Collected data:
########

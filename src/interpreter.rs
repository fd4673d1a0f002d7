use std::cell::RefCell;
use std::cmp::Ordering;
use std::collections::HashMap;
use std::rc::Rc;

use log::{debug, info};

use crate::ast::{ClassDecl, Expr, FunctionKind, NodeId, Stmt};
use crate::environment::Environment;
use crate::error::RuntimeError;
use crate::output::OutputSink;
use crate::resolver::{Address, Locals};
use crate::stack::ensure_sufficient_stack;
use crate::token::{Literal, Token, TokenType};
use crate::value::{Class, Function, Instance, NativeFunction, Value};

/// How a statement finished.
#[derive(Debug, Clone, PartialEq)]
pub enum Flow {
    Normal,
    Break,
    Return(Value),
}

/// Convenient alias for interpreter results.
pub type IResult<T> = Result<T, RuntimeError>;

pub struct Interpreter {
    environment: Rc<RefCell<Environment>>,
    locals: Locals,
    output: Box<dyn OutputSink>,
}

########

• What the task requires: Each entry above is to be set down again in exactly the same words.

• Completed task:
filename src/interpreter.rs
repository fd4673d1a0f002d7
use std::cell::RefCell;
use std::cmp::Ordering;
use std::collections::HashMap;
use std::rc::Rc;

use log::{debug, info};

use crate::ast::{ClassDecl, Expr, FunctionKind, NodeId, Stmt};
use crate::environment::Environment;
use crate::error::RuntimeError;
use crate::output::OutputSink;
use crate::resolver::{Address, Locals};
use crate::stack::ensure_sufficient_stack;
use crate::token::{Literal, Token, TokenType};
use crate::value::{Class, Function, Instance, NativeFunction, Value};

/// How a statement finished.
#[derive(Debug, Clone, PartialEq)]
pub enum Flow {
    Normal,
    Break,
    Return(Value),
}

/// Convenient alias for interpreter results.
pub type IResult<T> = Result<T, RuntimeError>;

pub struct Interpreter {
    environment: Rc<RefCell<Environment>>,
    locals: Locals,
    output: Box<dyn OutputSink>,
}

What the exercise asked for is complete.